Assigned task:
Up to and including the line that contains "the station recalculator", return every line from the start of the data, unchanged.

Data listing:
▼
//! wellpath: Wellbore Trajectory Engine
//!
//! Recomputes well trajectories from survey stations and answers wellbore
//! geometry questions by depth.
//!
//! ## Architecture
//!
//! - **Trajectory**: Minimum-curvature solver and the station recalculator
//!   (TVD, NS/EW, vertical section, DLS, build/turn rates, subsea depth)
//! - **Geometry**: Hole and drill-string diameters and areas at any MD
//! - **Import**: Delimited well-plan text into raw station rows
//! - **Config**: TOML well configuration (tie-in, import, geometry)

pub mod config;
pub mod geometry;
pub mod import;
pub mod trajectory;
pub mod types;

// Re-export well configuration
pub use config::WellConfig;

// Re-export commonly used types
pub use types::{
    AnnulusSection, DepthInterval, DrillStringSection, ParsedPlan, PlanMetadata, RawStation,
    SurveyStation, TieIn,
};

// Re-export engine entry points
pub use geometry::GeometryModel;
pub use import::{load_plan_file, parse_plan, PlanImportConfig, PlanImportError};
pub use trajectory::{minimum_curvature, recalculate, recalculate_in_place, summarize};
▲
Solution:
//! wellpath: Wellbore Trajectory Engine
//!
//! Recomputes well trajectories from survey stations and answers wellbore
//! geometry questions by depth.
//!
//! ## Architecture
//!
//! - **Trajectory**: Minimum-curvature solver and the station recalculator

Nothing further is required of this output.